Voyage de printemps à Kyôto
Voyage de printemps 2014 – Kyôto – Le site d’Arashiyama
autres articles : I | II | III | IV
Les grands temples bouddhiques regroupent toujours, dans l’espace géographique qui leur est dévolu, plusieurs temples annexes partageant la même obédience, le zen de la branche Rinzai pour le Tenryûji, mais consacrés, selon les vœux des donateurs, à des figures différentes du panthéon bouddhiste
Dans le complexe du Tenryûji, se succèdent plusieurs temples indépendants, qui en dehors des célébrations religieuses sont souvent fermés à la visite
Mais si ces temples possèdent un jardin remarquable ou des peintures murales, la visite est possible contre le prix modique d’accès de 500 Yens (environ 3 €50 en 2014)

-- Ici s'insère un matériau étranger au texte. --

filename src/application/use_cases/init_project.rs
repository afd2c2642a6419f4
use std::path::PathBuf;
use thiserror::Error;
use tracing::{info, warn};

use crate::application::services::repo_discovery::{DiscoveryError, DiscoveryOptions};
use crate::application::services::repo_manager::RepoManager;
use crate::domain::entities::project_config::{ProjectConfig, ProjectSettings};
use crate::domain::entities::repository_entry::{DiscoveredRepo, RepositoryEntry, FALLBACK_BRANCH};
use crate::infrastructure::filesystem::config_store::{ConfigError, ConfigStore};

#[derive(Debug, Error)]
pub enum InitProjectError {
    #[error(transparent)]
    Discovery(#[from] DiscoveryError),

    #[error(transparent)]
    Config(#[from] ConfigError),
}

impl InitProjectError {
    pub fn recommendation(&self) -> String {
        match self {
            Self::Discovery(e) => e.recommendation(),
            Self::Config(e) => e.recommendation(),
        }
    }
}

/// Settings for scanning the project and writing a fresh configuration
#[derive(Debug, Clone)]
pub struct InitProjectConfig {
    /// Scan depth; falls back to `settings.scanDepth` of an existing configuration
    pub max_depth: Option<usize>,

    pub exclude: Vec<String>,

    pub nested: bool,
}

impl Default for InitProjectConfig {
    fn default() -> Self {
        Self {
            max_depth: None,
            exclude: Vec::new(),
            nested: true,
        }
    }
}

#[derive(Debug, Clone)]
pub struct InitProjectResult {
    pub config: ProjectConfig,
    pub config_path: PathBuf,
    pub discovered: Vec<DiscoveredRepo>,
    /// An earlier configuration was overwritten
    pub replaced_existing: bool,
}

/// Scan the project tree and rewrite `project-repos.json` as a whole
pub struct InitProjectUseCase {
    config: InitProjectConfig,
}

impl InitProjectUseCase {
    pub fn new(config: InitProjectConfig) -> Self {
        Self { config }
    }

    pub async fn execute(
        &self,
        manager: &RepoManager,
        store: &ConfigStore,
    ) -> Result<InitProjectResult, InitProjectError> {
        let previous = self.load_previous(store).await;
        let replaced_existing = store.exists();

        let settings = previous
            .as_ref()
            .and_then(|p| p.settings.clone())
            .unwrap_or_default();
        let max_depth = self.config.max_depth.unwrap_or(settings.scan_depth);

        let options = DiscoveryOptions::default()
            .with_max_depth(max_depth)
            .with_exclude(self.config.exclude.clone())
            .with_nested(self.config.nested)
            .with_preferred_remote(settings.default_remote.clone());
        let discovered = manager.discover(&options).await?;

        let repositories = discovered
            .iter()
            .map(|repo| {
                let entry = RepositoryEntry::from_discovered(repo, FALLBACK_BRANCH);
                match &previous {
                    Some(previous) => carry_metadata(entry, previous),
                    None => entry,
                }
            })
            .collect();

        let mut config = ProjectConfig::new(repositories).with_settings(ProjectSettings {
            scan_depth: max_depth,
            ..settings
        });
        config.groups = previous.and_then(|p| p.groups);

        store.save(&config).await?;
        info!(
            count = config.repositories.len(),
            path = %store.path().display(),
            "project initialized"
        );

        Ok(InitProjectResult {
            config,
            config_path: store.path().to_path_buf(),
            discovered,
            replaced_existing,
        })
    }

    /// The configuration being replaced, if it can still be read
    async fn load_previous(&self, store: &ConfigStore) -> Option<ProjectConfig> {
        if !store.exists() {
            return None;
        }
        match store.load().await {
            Ok(config) => Some(config),
            Err(e) => {
                warn!(error = %e, "existing configuration ignored");
                None
            }
        }
    }
}

/// Keep user-maintained metadata of an entry that is still at the same path
fn carry_metadata(mut entry: RepositoryEntry, previous: &ProjectConfig) -> RepositoryEntry {
    if let Some(old) = previous.find_by_path(&entry.path) {
        entry.description = old.description.clone();
        entry.tags = old.tags.clone();
        entry.group = old.group.clone();
    }
    entry
}

#[cfg(test)]
mod tests {
    use super::*;
    use crate::infrastructure::git::git_operations::MockGitOperations;
    use pretty_assertions::assert_eq;
    use std::path::Path;
    use std::sync::Arc;
    use tempfile::TempDir;

    fn mock_git() -> MockGitOperations {
        let mut git = MockGitOperations::new();
        git.expect_is_git_repo()
            .returning(|path: &Path| path.join(".git").exists());
        git.expect_current_branch()
            .returning(|_: &Path| Ok(None));
        git.expect_remotes().returning(|_: &Path| Ok(vec![]));
        git
    }

    fn tree() -> TempDir {
        let temp_dir = TempDir::new().unwrap();
        for repo in ["backend", "backend/vendor/lib", "frontend"] {
            std::fs::create_dir_all(temp_dir.path().join(repo).join(".git")).unwrap();
        }
        temp_dir
    }

    #[tokio::test]
    async fn test_init_writes_discovered_repositories() {
        let temp_dir = tree();
        let manager = RepoManager::new(temp_dir.path(), Arc::new(mock_git()));
        let store = ConfigStore::new(temp_dir.path());

        let result = InitProjectUseCase::new(InitProjectConfig::default())
            .execute(&manager, &store)
            .await
            .unwrap();

        assert!(!result.replaced_existing);
        assert_eq!(result.config.repositories.len(), 3);
        let lib = result.config.find_by_name("backend-vendor-lib").unwrap();
        assert_eq!(lib.parent.as_deref(), Some("backend"));
        assert_eq!(lib.default_branch, "main");
        assert_eq!(lib.remote, None);

        let loaded = store.load().await.unwrap();
        assert_eq!(loaded, result.config);
        assert_eq!(loaded.effective_settings().scan_depth, 3);
    }

    #[tokio::test]
    async fn test_init_without_nesting() {
        let temp_dir = tree();
        let manager = RepoManager::new(temp_dir.path(), Arc::new(mock_git()));
        let store = ConfigStore::new(temp_dir.path());

        let result = InitProjectUseCase::new(InitProjectConfig {
            nested: false,
            ..Default::default()
        })
        .execute(&manager, &store)
        .await
        .unwrap();

        let paths: Vec<_> = result.config.repositories.iter().map(|r| r.path.as_str()).collect();
        assert_eq!(paths, vec!["backend", "frontend"]);
    }

    #[tokio::test]
    async fn test_reinit_keeps_metadata_and_settings() {
        let temp_dir = tree();
        let store = ConfigStore::new(temp_dir.path());
        let previous = ProjectConfig::new(vec![
            RepositoryEntry::new("backend", "backend", "main").with_group("server"),
        ])
        .with_settings(ProjectSettings {
            default_remote: "upstream".to_string(),
            scan_depth: 1,
        });
        store.save(&previous).await.unwrap();

        let manager = RepoManager::new(temp_dir.path(), Arc::new(mock_git()));
        let result = InitProjectUseCase::new(InitProjectConfig::default())
            .execute(&manager, &store)
            .await
            .unwrap();

        assert!(result.replaced_existing);
        // scanDepth 1 stops above backend/vendor/lib
        assert_eq!(result.config.repositories.len(), 2);
        assert_eq!(
            result.config.find_by_name("backend").unwrap().group.as_deref(),
            Some("server")
        );
        assert_eq!(result.config.effective_settings().default_remote, "upstream");
    }
}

Ces modestes temples, qui n’ont pas l’honneur d’une mention dans les guides de voyages, ne drainent pas les foules de touristes, c’est pourquoi nous aimons tant nous y promener en étant sûrs d’y trouver calme et recueillement…et souvent une tasse de thé offert par une aimable personne affectée au temple se trouvant en veine de bavardage !
Le plus important de ces temples annexes, le Kôgenji, a été édifié à l’époque Muromachi, au XVe siècle par un membre du puissant clan militaire des Hosokawa…

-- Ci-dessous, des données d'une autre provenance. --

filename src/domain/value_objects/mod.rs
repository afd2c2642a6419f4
pub mod path_resolver;
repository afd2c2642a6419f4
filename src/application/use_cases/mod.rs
pub mod batch_operation;
pub mod exec_command;
pub mod health_check;
pub mod init_project;
pub mod status_check;
use serde::Serialize;
use tracing::warn;

use crate::application::services::repo_manager::{OperationReport, RepoManager, RepoOperation};
use crate::common::result::{async_helpers, NestrepoResult};
use crate::domain::entities::operation_results::BatchSummary;
use crate::domain::entities::project_config::ProjectConfig;

/// Which repositories a batch targets and how long it may run
#[derive(Debug, Clone, Default)]
pub struct BatchSelection {
    pub filter: Option<String>,
    /// Whole-batch limit; individual repositories are never cancelled mid-command
    pub timeout_secs: Option<u64>,
}

/// Result of one batch over the selected repositories
#[derive(Debug, Clone, Serialize)]
#[serde(rename_all = "camelCase")]
pub struct BatchOutcome {
    pub operation: &'static str,
    pub filter: Option<String>,
    pub configured: usize,
    pub report: OperationReport,
    pub summary: BatchSummary,
}

impl BatchOutcome {
    /// A filter was given and selected nothing
    pub fn matched_nothing(&self) -> bool {
        self.filter.is_some() && self.summary.total == 0
    }

    pub fn exit_code(&self) -> i32 {
        self.summary.exit_code()
    }
}

/// Select entries from `config` and run `operation` over them in configuration order
pub async fn run_batch(
    manager: &RepoManager,
    config: &ProjectConfig,
    operation: RepoOperation,
    selection: &BatchSelection,
) -> NestrepoResult<BatchOutcome> {
    let repos = config.select(selection.filter.as_deref());
    if let (Some(filter), true) = (&selection.filter, repos.is_empty()) {
        warn!(filter = %filter, "filter matched no repositories");
    }

    let report = async_helpers::with_optional_timeout(
        async { Ok(manager.run(&operation, &repos, config).await) },
        selection.timeout_secs,
    )
    .await?;

    let summary = report.summary();
    Ok(BatchOutcome {
        operation: operation.name(),
        filter: selection.filter.clone(),
        configured: config.repositories.len(),
        report,
        summary,
    })
}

…à qui fut attribué le titre honorifique de Kaizan, celui qui « ouvre la montagne » selon la formule désignant le fondateur d’un temple
Le Kogenji possède un petit jardin dans lequel sont réunis les éléments indispensables d’un Kare sansui, le jardin sec typique du bouddhisme zen, une mer de graviers blancs, des pierres-îles et le Shakkei, le paysage « emprunté » à l’horizon
Ce jardin serait l’œuvre du petit-fils de Musô Soseki, Supérieur de plusieurs temples à qui est attribué la création des premiers espaces zen à Kyôto, la tradition orale et secrète de maître à élève étant une constante dans l’art des moines-jardiniers
Comme il était d’usage poétiquement d’assimiler le rugissement du tigre au grondement de la terre, le nom du jardin Kôsho no Niwa, « jardin du Tigre rugissant » est aussi une métaphore du moment de l’Éveil spirituel dans le bouddhisme zen
Les jardins secs, situés au sud de la résidence du Supérieur, sont généralement accompagnés d’un ou plusieurs jardins « verts » où l’eau courante sous la forme d’un bassin et d’un ruisseau devient l’élément indispensable
Au Kogenji, une petite pièce d’eau bornée par de belles pierres savamment disposées évoque l’image familière d’un puits, comme le symbole d’une eau toujours claire et pure
Les jardins de ces temples secondaires sont passionnants à arpenter car chaque pouce du terrain est propice à l’observation !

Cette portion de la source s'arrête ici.